AVAILABLE DATA below:
impl Arguments {
    pub fn parse(command: &str) -> Result<Arguments> {
        let mut args = Arguments {
            interval: DEFAULT_INTERVAL,
            jstackdepth: DEFAULT_JSTACKDEPTH,
            ..Arguments::default()
        };

        for token in command.split(',') {
            let token = token.trim();
            if token.is_empty() {
                continue;
            }
            let (name, value) = split_value(token);
            match name {
                "start" => args.action = Action::Start,
                "resume" => args.action = Action::Resume,
                "stop" => args.action = Action::Stop,
                "dump" => args.action = Action::Dump,
                "status" => args.action = Action::Status,
                "list" => args.action = Action::List,
                "version" => args.action = Action::Version,

                "event" => {
                    let value = require(name, value)?;
                    if args.event.is_some() {
                        return Err(ProfilerError::invalid("duplicate 'event' argument"));
                    }
                    args.event = Some(value.to_owned());
                }
                "interval" => {
                    args.interval = parse_duration(name, require(name, value)?, 1)?;
                    if args.interval == 0 {
                        return Err(ProfilerError::invalid("interval must be positive"));
                    }
                }
                "wall" => args.wall = Some(parse_duration(name, require(name, value)?, 1)?),
                "lock" => args.lock = Some(match value {
                    Some(v) if !v.is_empty() => parse_duration(name, v, 1)?,
                    _ => 0,
                }),
                "alloc" => args.alloc = Some(match value {
                    Some(v) if !v.is_empty() => parse_bytes(name, v)?,
                    _ => DEFAULT_ALLOC_INTERVAL,
                }),
                "nativemem" => args.nativemem = Some(match value {
                    Some(v) if !v.is_empty() => parse_bytes(name, v)?,
                    _ => DEFAULT_NATIVEMEM_INTERVAL,
                }),
                "proc" => args.proc = Some(match value {
                    Some(v) if !v.is_empty() => parse_duration(name, v, 1_000_000)?,
                    _ => DEFAULT_PROC_INTERVAL,
                }),

                "cstack" => {
                    args.cstack = match require(name, value)? {
                        "fp" => CStack::FramePointer,
                        "dwarf" => CStack::Dwarf,
                        "lbr" => CStack::Lbr,
                        "vm" => CStack::Vm,
                        "no" => CStack::No,
                        other => {
                            return Err(ProfilerError::invalid(format!("invalid cstack mode '{other}'")))
                        }
                    }
                }
                "jstackdepth" => {
                    let depth: usize = require(name, value)?
                        .parse()
                        .map_err(|_| ProfilerError::invalid("invalid jstackdepth"))?;
                    if depth == 0 || depth > MAX_STACK_DEPTH {
                        return Err(ProfilerError::invalid(format!(
                            "jstackdepth must be between 1 and {MAX_STACK_DEPTH}"
                        )));
                    }
                    args.jstackdepth = depth;
                }

                "threads" => args.threads = true,
                "sched" => args.sched = true,
                "live" => args.live = true,
                "nobatch" => args.nobatch = true,
                "total" => args.total = true,
                "simple" => args.style |= Style::SIMPLE,
                "dot" => args.style |= Style::DOTTED,
                "sig" => args.style |= Style::SIGNATURES,
                "ann" => args.style |= Style::ANNOTATE,
                "lib" => args.style |= Style::LIB_NAMES,

                "file" => args.file = Some(require(name, value)?.to_owned()),
                "loop" => {
                    args.loop_interval = Some(parse_duration(name, require(name, value)?, 1_000_000_000)?);
                    if args.action == Action::None {
                        args.action = Action::Start;
                    }
                }
                "format" => {
                    args.output = match require(name, value)? {
                        "text" | "summary" => Output::Text,
                        "collapsed" | "folded" => Output::Collapsed,
                        "flamegraph" | "html" => Output::FlameGraph,
                        "tree" => Output::Tree,
                        "jfr" => Output::Jfr,
                        "otlp" | "pprof" => Output::Otlp,
                        other => {
                            return Err(ProfilerError::invalid(format!("unknown format '{other}'")))
                        }
                    }
                }
                "collapsed" | "flamegraph" | "tree" | "jfr" => {
                    // Format names are also accepted as bare tokens.
                    args.output = match name {
                        "collapsed" => Output::Collapsed,
                        "flamegraph" => Output::FlameGraph,
                        "tree" => Output::Tree,
                        _ => Output::Jfr,
                    };
                }

                "include" => args.include.push(require(name, value)?.to_owned()),
                "exclude" => args.exclude.push(require(name, value)?.to_owned()),
                "begin" => args.begin = Some(require(name, value)?.to_owned()),
                "end" => args.end = Some(require(name, value)?.to_owned()),

                "loglevel" => {
                    args.loglevel = Some(match require(name, value)?.to_ascii_lowercase().as_str() {
                        "trace" => LogLevel::Trace,
                        "debug" => LogLevel::Debug,
                        "info" => LogLevel::Info,
                        "warn" | "warning" => LogLevel::Warn,
                        "error" => LogLevel::Error,
                        "none" => LogLevel::None,
                        other => {
                            return Err(ProfilerError::invalid(format!("invalid loglevel '{other}'")))
                        }
                    })
                }
                "log" => args.log = Some(require(name, value)?.to_owned()),
                "server" => args.server = Some(require(name, value)?.to_owned()),

                unknown => {
                    return Err(ProfilerError::invalid(format!("unknown argument '{unknown}'")))
                }
            }
        }

        if args.action == Action::None {
            return Err(ProfilerError::invalid("missing action"));
        }
        if args.output == Output::None {
            args.output = args.infer_output();
        }
        Ok(args)
    }

    fn infer_output(&self) -> Output {
        let Some(file) = &self.file else {
            return Output::Text;
        };
        let lower = file.to_ascii_lowercase();
        if lower.ends_with(".jfr") {
            Output::Jfr
        } else if lower.ends_with(".html") {
            Output::FlameGraph
        } else if lower.ends_with(".collapsed") || lower.ends_with(".folded") {
            Output::Collapsed
        } else if lower.ends_with(".pprof") || lower.ends_with(".pb") || lower.ends_with(".pb.gz") {
            Output::Otlp
        } else {
            Output::Text
        }
    }

    /// Expands `%p` (pid), `%t` (timestamp) and `%n` (sequence number) in
    /// the output file name.
    pub fn expanded_file(&self, sequence: u32) -> Option<String> {
        let file = self.file.as_ref()?;
        let mut out = String::with_capacity(file.len() + 16);
        let mut chars = file.chars().peekable();
        while let Some(ch) = chars.next() {
            if ch != '%' {
                out.push(ch);
                continue;
            }
            match chars.next() {
                Some('p') => out.push_str(&os::process_id().to_string()),
                Some('t') => out.push_str(&os::micros().to_string()),
                Some('n') => out.push_str(&sequence.to_string()),
                Some(other) => {
                    out.push('%');
                    out.push(other);
                }
                None => out.push('%'),
            }
        }
        Some(out)
    }

    /// The primary engine event, defaulting to CPU profiling.
    pub fn primary_event(&self) -> &str {
        self.event.as_deref().unwrap_or(EVENT_CPU)
    }
}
End of AVAILABLE DATA.
EXERCISE GOAL:
Without changing anything, quote the lines from the top of the data to the line that contains "if args.interval == 0", including that line.

WRITTEN SOLUTION:
impl Arguments {
    pub fn parse(command: &str) -> Result<Arguments> {
        let mut args = Arguments {
            interval: DEFAULT_INTERVAL,
            jstackdepth: DEFAULT_JSTACKDEPTH,
            ..Arguments::default()
        };

        for token in command.split(',') {
            let token = token.trim();
            if token.is_empty() {
                continue;
            }
            let (name, value) = split_value(token);
            match name {
                "start" => args.action = Action::Start,
                "resume" => args.action = Action::Resume,
                "stop" => args.action = Action::Stop,
                "dump" => args.action = Action::Dump,
                "status" => args.action = Action::Status,
                "list" => args.action = Action::List,
                "version" => args.action = Action::Version,

                "event" => {
                    let value = require(name, value)?;
                    if args.event.is_some() {
                        return Err(ProfilerError::invalid("duplicate 'event' argument"));
                    }
                    args.event = Some(value.to_owned());
                }
                "interval" => {
                    args.interval = parse_duration(name, require(name, value)?, 1)?;
                    if args.interval == 0 {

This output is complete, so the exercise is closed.